• **WHAT YOU WILL DO**: When you reach the line containing "its own tables", include it and stop; until then, return each line of the material exactly, starting with the first.

• **DATA FOR REVIEW**:

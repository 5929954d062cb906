//! Per-period tables: `ID TEXT, Size INTEGER, NumEnrl INTEGER, Name TEXT`

use rusqlite::{params, Connection};

use super::{quote_ident, UNIFIED_TABLE};
use crate::core::error::{EnrollError, Result};
use crate::core::models::CourseRecord;
use crate::debug;

/// Prefix SQLite keeps for its own tables
const SQLITE_RESERVED_PREFIX: &str = "sqlite_";

/// Check that `period` can name a period table
///
/// # Errors
/// Returns [`EnrollError::Configuration`] for an empty name, the unified
/// table's name, or a name using SQLite's reserved `sqlite_` prefix (all
/// compared ignoring ASCII case).
pub fn check_period_name(period: &str) -> Result<()> {
    if period.is_empty() {
        return Err(EnrollError::Configuration(
            "period name must not be empty".to_string(),
        ));
    }
    if period.eq_ignore_ascii_case(UNIFIED_TABLE) {
        return Err(EnrollError::Configuration(format!(
            "period name '{period}' is reserved for the unified table"
        )));
    }
    let reserved = period
        .get(..SQLITE_RESERVED_PREFIX.len())
        .is_some_and(|prefix| prefix.eq_ignore_ascii_case(SQLITE_RESERVED_PREFIX));
    if reserved {
        return Err(EnrollError::Configuration(format!(
            "period name '{period}' uses the reserved '{SQLITE_RESERVED_PREFIX}' prefix"
        )));
    }
    Ok(())
}

/// Drop and recreate the table for `period`, then insert `records` in order
///
/// Runs in one transaction: readers see either the old table or the full
/// new one. Returns the number of rows inserted.
///
/// # Errors
/// Returns [`EnrollError::Configuration`] if [`check_period_name`] rejects
/// `period`, and [`EnrollError::Store`] for SQLite failures.
pub fn replace_period_table(
    conn: &mut Connection,
    period: &str,
    records: &[CourseRecord],
) -> Result<usize> {
    check_period_name(period)?;

    let table = quote_ident(period);
    let tx = conn.transaction()?;
    tx.execute_batch(&format!(
        "DROP TABLE IF EXISTS {table};
         CREATE TABLE {table}(ID TEXT, Size INTEGER, NumEnrl INTEGER, Name TEXT);"
    ))?;
    {
        let mut stmt = tx.prepare(&format!(
            "INSERT INTO {table} (ID, Size, NumEnrl, Name) VALUES (?1, ?2, ?3, ?4)"
        ))?;
        for record in records {
            stmt.execute(params![
                record.course_id,
                record.capacity,
                record.enrolled,
                record.name
            ])?;
        }
    }
    tx.commit()?;

    debug!("Replaced table {table} with {} rows", records.len());
    Ok(records.len())
}

/// Number of rows in `table`
///
/// # Errors
/// Returns an error if the table does not exist.
pub fn table_row_count(conn: &Connection, table: &str) -> Result<usize> {
    let count: i64 = conn.query_row(
        &format!("SELECT COUNT(*) FROM {}", quote_ident(table)),
        [],
        |row| row.get(0),
    )?;
    Ok(usize::try_from(count).unwrap_or_default())
}
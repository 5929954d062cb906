//! Run command: the full populate, report, and search session

use super::views::{self, View};
use nu_enroll::config::Config;
use nu_enroll::core::report::{TextReporter, ViewReporter};
use nu_enroll::core::store::Store;
use std::path::Path;

/// Populate the store, print both views at `threshold`, then every search
///
/// # Errors
/// Stops at the first failing step and returns its message.
pub fn run(
    data_dir: Option<&Path>,
    threshold: i64,
    searches: &[String],
    store: &Store,
    config: &Config,
) -> Result<(), String> {
    super::populate::run(data_dir, store, config)?;

    for view in [View::Enrollment, View::Popularity] {
        let series = views::series(view, store, threshold)?;
        println!("\n{}", TextReporter.render(&series));
    }

    super::search::run(searches, store)
}
//! End-to-end tests: semester CSVs on disk → SQLite store → views and search

use nu_enroll::core::models::CourseRecord;
use nu_enroll::core::pipeline::populate_store;
use nu_enroll::core::report::{reporter_for, ReportFormat, ViewSeries};
use nu_enroll::core::store::{list_period_tables, read_unified, Store};
use nu_enroll::core::EnrollError;
use std::fs;
use std::path::Path;
use tempfile::TempDir;

const HEADER: &str = "ID,Size,NumEnrl,Name\n";

fn write_period(dir: &Path, period: &str, rows: &str) {
    fs::write(dir.join(format!("{period}.csv")), format!("{HEADER}{rows}"))
        .expect("write period csv");
}

/// Two semesters sharing MATH101, plus a few other courses
fn sample_semesters() -> (TempDir, Store) {
    let dir = TempDir::new().expect("temp dir");
    write_period(
        dir.path(),
        "F20",
        "MATH101,30,25,Calculus I\nMATH150,25,20,Linear Algebra\nCS150,40,39,Intro to CS\n",
    );
    write_period(
        dir.path(),
        "S21",
        "MATH101,30,28,Calculus I\nCS200,35,10,\"Data Structures, Part 1\"\n",
    );
    let store = Store::new(dir.path().join("db").join("classes.db"));
    (dir, store)
}

#[test]
fn unified_row_count_is_sum_of_periods() {
    let (dir, store) = sample_semesters();
    let summary = populate_store(&store, dir.path()).expect("populate");

    assert_eq!(summary.periods, vec![("F20".to_string(), 3), ("S21".to_string(), 2)]);
    assert_eq!(summary.unified_rows, 5);
    assert_eq!(summary.unified_rows, summary.period_rows());
}

#[test]
fn math101_is_summed_and_searchable_across_semesters() {
    let (dir, store) = sample_semesters();
    populate_store(&store, dir.path()).expect("populate");

    let rows = store.enrollment_by_course(50).expect("enrollment view");
    assert_eq!(rows.len(), 1);
    assert_eq!(rows[0].course_id, "MATH101");
    assert_eq!(rows[0].total_enrolled, 53);

    let hits = store.search("MATH101").expect("search");
    let periods: Vec<_> = hits.iter().map(|h| h.period.as_str()).collect();
    assert_eq!(periods, vec!["S21", "F20"]);
}

#[test]
fn enrollment_view_respects_threshold_and_order() {
    let (dir, store) = sample_semesters();
    populate_store(&store, dir.path()).expect("populate");

    for threshold in [0, 1, 20, 40, 100] {
        let rows = store.enrollment_by_course(threshold).expect("enrollment view");
        assert!(rows.iter().all(|r| r.total_enrolled >= threshold));
        assert!(rows
            .windows(2)
            .all(|w| w[0].total_enrolled >= w[1].total_enrolled));
    }
    assert!(store.enrollment_by_course(100).expect("view").is_empty());
}

#[test]
fn popularity_view_is_ordered_and_filtered_on_enrollment() {
    let (dir, store) = sample_semesters();
    populate_store(&store, dir.path()).expect("populate");

    let rows = store.popularity_by_course(20).expect("popularity view");
    let ids: Vec<_> = rows.iter().map(|r| r.course_id.as_str()).collect();
    // CS150 39/40, MATH101 53/60, MATH150 20/25; CS200 is below the threshold
    assert_eq!(ids, vec!["CS150", "MATH101", "MATH150"]);
    assert!(rows.windows(2).all(|w| w[0].popularity >= w[1].popularity));
    assert!(rows.iter().all(|r| r.total_enrolled >= 20));
}

#[test]
fn repopulating_yields_the_same_unified_table() {
    let (dir, store) = sample_semesters();
    populate_store(&store, dir.path()).expect("first populate");
    let first = store.with_connection(|conn| read_unified(conn)).expect("read");

    populate_store(&store, dir.path()).expect("second populate");
    let second = store.with_connection(|conn| read_unified(conn)).expect("read");

    assert_eq!(first, second);
    assert_eq!(second.len(), 5);
}

#[test]
fn header_only_semester_contributes_no_rows() {
    let (dir, store) = sample_semesters();
    write_period(dir.path(), "Su21", "");

    let summary = populate_store(&store, dir.path()).expect("populate");
    assert!(summary.periods.contains(&("Su21".to_string(), 0)));
    assert_eq!(summary.unified_rows, 5);
    assert!(store.search("Su21").expect("search").is_empty());
}

#[test]
fn malformed_row_leaves_previous_tables_intact() {
    let (dir, store) = sample_semesters();
    populate_store(&store, dir.path()).expect("populate");

    write_period(dir.path(), "F21", "MATH101,thirty,25,Calculus I\n");
    write_period(dir.path(), "F20", "ONLY101,10,10,Replacement\n");

    let err = populate_store(&store, dir.path()).expect_err("malformed row");
    match err {
        EnrollError::Parse {
            source_name, line, ..
        } => {
            assert_eq!(source_name, "F21.csv");
            assert_eq!(line, 2);
        }
        other => panic!("unexpected error: {other}"),
    }

    let tables = store.with_connection(|conn| list_period_tables(conn)).expect("tables");
    assert_eq!(tables, vec!["F20", "S21"]);
    assert_eq!(store.enrollment_by_course(0).expect("view").len(), 4);
    assert!(store.search("ONLY101").expect("search").is_empty());
}

#[test]
fn periods_differing_only_by_case_abort_before_writing() {
    let dir = TempDir::new().expect("temp dir");
    write_period(dir.path(), "F20", "A,10,5,Alpha\n");
    write_period(dir.path(), "f20", "B,10,7,Beta\n");
    if fs::read_dir(dir.path()).expect("read dir").count() < 2 {
        // Case-insensitive filesystem: only one source exists
        return;
    }
    let store = Store::new(dir.path().join("classes.db"));

    assert!(matches!(
        populate_store(&store, dir.path()),
        Err(EnrollError::Configuration(_))
    ));
    assert!(!store.path().exists());
}

#[test]
fn multiline_course_name_survives_the_round_trip() {
    let dir = TempDir::new().expect("temp dir");
    write_period(dir.path(), "F20", "A,10,5,\"Intro\nPart 2\"\nB,4,4,Seminar\n");
    let store = Store::new(dir.path().join("classes.db"));

    let summary = populate_store(&store, dir.path()).expect("populate");
    assert_eq!(summary.unified_rows, 2);
    let hits = store.search("Part 2").expect("search");
    assert_eq!(hits.len(), 1);
    assert_eq!(hits[0].name, "Intro\nPart 2");
}

#[test]
fn consolidate_stored_rebuilds_from_existing_tables() {
    let (dir, store) = sample_semesters();
    populate_store(&store, dir.path()).expect("populate");

    let drawing = CourseRecord::new("ART100", 20, 15, "Drawing");
    store
        .replace_period("W22", &[drawing])
        .expect("replace period");
    assert!(store.search("ART100").expect("search").is_empty());

    assert_eq!(store.consolidate_stored().expect("consolidate"), 6);
    assert_eq!(store.search("ART100").expect("search").len(), 1);
}

#[test]
fn views_require_a_built_store() {
    let dir = TempDir::new().expect("temp dir");
    let store = Store::new(dir.path().join("empty.db"));

    assert!(matches!(store.enrollment_by_course(1), Err(EnrollError::Query(_))));
    assert!(matches!(store.search("Algebra"), Err(EnrollError::Query(_))));
    assert!(matches!(
        store.consolidate_stored(),
        Err(EnrollError::Configuration(_))
    ));
}

#[test]
fn views_export_in_every_format() {
    let (dir, store) = sample_semesters();
    populate_store(&store, dir.path()).expect("populate");
    let rows = store.enrollment_by_course(50).expect("view");
    let series = ViewSeries::enrollment(&rows, 50);

    for format in [ReportFormat::Text, ReportFormat::Csv, ReportFormat::Markdown] {
        let out = dir.path().join(format!("enrollment.{}", format.extension()));
        reporter_for(format).generate(&series, &out).expect("write view");
        let text = fs::read_to_string(&out).expect("read view");
        assert!(text.contains("MATH101"), "{format} output: {text}");
        assert!(text.contains("53"), "{format} output: {text}");
    }
}
//! Core enrollment pipeline: loading, storage, consolidation, and queries

pub mod aggregate;
pub mod error;
pub mod loader;
pub mod models;
pub mod pipeline;
pub mod report;
pub mod search;
pub mod store;

pub use error::{EnrollError, Result};

/// Returns the current version of the `NuEnroll` crate
#[must_use]
pub const fn get_version() -> &'static str {
    env!("CARGO_PKG_VERSION")
}
//! Free-text search over the unified table
//!
//! The description goes to SQLite `LIKE` unescaped, so `%` and `_` act as
//! wildcards and ASCII letters compare case-insensitively. An empty
//! description matches every row through the name clause.

use std::fmt::Write;

use rusqlite::{params, Connection};

use crate::core::error::{EnrollError, Result};
use crate::core::models::SearchHit;
use crate::core::store::{table_exists, UNIFIED_TABLE};

/// Width of the left-justified name column
const NAME_WIDTH: usize = 30;
/// Width of the right-justified period column
const PERIOD_WIDTH: usize = 10;

/// Find offerings whose ID matches `description`, or whose name or period
/// contains it
///
/// Results are sorted by course ID ascending, then by period label
/// descending. The period order is plain string order on the label.
///
/// # Errors
/// Returns [`EnrollError::Query`] when `ClassData` does not exist.
pub fn search(conn: &Connection, description: &str) -> Result<Vec<SearchHit>> {
    if !table_exists(conn, UNIFIED_TABLE)? {
        return Err(EnrollError::Query(
            "unified table not built; run populate first".to_string(),
        ));
    }

    let mut stmt = conn.prepare(
        "SELECT ID, Name, Semester FROM ClassData
         WHERE ID LIKE ?1
            OR Name LIKE '%' || ?1 || '%'
            OR Semester LIKE '%' || ?1 || '%'
         ORDER BY ID ASC, Semester DESC",
    )?;
    let hits = stmt
        .query_map(params![description], |row| {
            Ok(SearchHit {
                course_id: row.get(0)?,
                name: row.get(1)?,
                period: row.get(2)?,
            })
        })?
        .collect::<rusqlite::Result<Vec<_>>>()?;
    Ok(hits)
}

/// Format search hits as a text table
///
/// A title line and a column header come first, then one line per hit:
/// the ID and a tab, the name padded to 30 characters (longer names are
/// kept whole), and the period right-aligned in 10 characters.
#[must_use]
pub fn format_search_results(hits: &[SearchHit]) -> String {
    let mut out = String::from("Search Results:\n");
    let _ = writeln!(
        out,
        "ID\t{:<NAME_WIDTH$}{:>PERIOD_WIDTH$}",
        "Name", "Semester"
    );
    for hit in hits {
        let _ = writeln!(
            out,
            "{}\t{:<NAME_WIDTH$}{:>PERIOD_WIDTH$}",
            hit.course_id, hit.name, hit.period
        );
    }
    out
}

#[cfg(test)]
mod tests {
    use super::*;
    use crate::core::models::CourseRecord;
    use crate::core::store::{consolidate, replace_period_table};

    fn catalog() -> Connection {
        let mut conn = Connection::open_in_memory().unwrap();
        replace_period_table(
            &mut conn,
            "Fall2020",
            &[
                CourseRecord::new("MATH101", 30, 25, "Calculus I"),
                CourseRecord::new("MATH150", 25, 20, "Linear Algebra"),
            ],
        )
        .unwrap();
        replace_period_table(
            &mut conn,
            "Spring2021",
            &[
                CourseRecord::new("MATH101", 30, 28, "Calculus I"),
                CourseRecord::new("CS150", 40, 39, "Intro to CS"),
            ],
        )
        .unwrap();
        consolidate(&mut conn, &["Fall2020", "Spring2021"]).unwrap();
        conn
    }

    fn keys(hits: &[SearchHit]) -> Vec<(&str, &str)> {
        hits.iter()
            .map(|h| (h.course_id.as_str(), h.period.as_str()))
            .collect()
    }

    #[test]
    fn test_exact_id_returns_every_period() {
        let hits = search(&catalog(), "MATH101").unwrap();
        assert_eq!(
            keys(&hits),
            vec![("MATH101", "Spring2021"), ("MATH101", "Fall2020")]
        );
    }

    #[test]
    fn test_id_match_is_not_a_substring_match() {
        assert!(search(&catalog(), "MATH1").unwrap().is_empty());
    }

    #[test]
    fn test_name_and_period_substrings() {
        let conn = catalog();
        assert_eq!(keys(&search(&conn, "Algebra").unwrap()), vec![("MATH150", "Fall2020")]);
        assert_eq!(
            keys(&search(&conn, "2020").unwrap()),
            vec![("MATH101", "Fall2020"), ("MATH150", "Fall2020")]
        );
    }

    #[test]
    fn test_wildcards_pass_through() {
        let hits = search(&catalog(), "MATH1_1").unwrap();
        assert_eq!(hits.len(), 2);
    }

    #[test]
    fn test_like_is_ascii_case_insensitive() {
        assert_eq!(search(&catalog(), "calculus").unwrap().len(), 2);
    }

    #[test]
    fn test_empty_description_matches_every_row() {
        let hits = search(&catalog(), "").unwrap();
        assert_eq!(
            keys(&hits),
            vec![
                ("CS150", "Spring2021"),
                ("MATH101", "Spring2021"),
                ("MATH101", "Fall2020"),
                ("MATH150", "Fall2020"),
            ]
        );
    }

    #[test]
    fn test_search_before_consolidation() {
        let conn = Connection::open_in_memory().unwrap();
        assert!(matches!(search(&conn, "MATH101"), Err(EnrollError::Query(_))));
    }

    #[test]
    fn test_format_layout() {
        let hits = vec![SearchHit {
            course_id: "MATH101".to_string(),
            name: "Calculus I".to_string(),
            period: "F20".to_string(),
        }];
        let text = format_search_results(&hits);
        let lines: Vec<&str> = text.lines().collect();
        assert_eq!(lines[0], "Search Results:");
        assert_eq!(lines[1], format!("ID\tName{}Semester", " ".repeat(28)));
        assert_eq!(
            lines[2],
            format!("MATH101\tCalculus I{}{}F20", " ".repeat(20), " ".repeat(7))
        );
    }

    #[test]
    fn test_format_keeps_long_names_whole() {
        let long_name = "Special Topics in Computational Linguistics";
        let text = format_search_results(&[SearchHit {
            course_id: "CS499".to_string(),
            name: long_name.to_string(),
            period: "S21".to_string(),
        }]);
        assert!(text.contains(&format!("CS499\t{long_name}       S21")));
    }

    #[test]
    fn test_format_no_hits_is_header_only() {
        assert_eq!(format_search_results(&[]).lines().count(), 2);
    }
}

• **ANSWER TO THE PROBLEM**:
repository 5929954d062cb906
//! Per-period tables: `ID TEXT, Size INTEGER, NumEnrl INTEGER, Name TEXT`

use rusqlite::{params, Connection};

use super::{quote_ident, UNIFIED_TABLE};
use crate::core::error::{EnrollError, Result};
use crate::core::models::CourseRecord;
use crate::debug;

/// Prefix SQLite keeps for its own tables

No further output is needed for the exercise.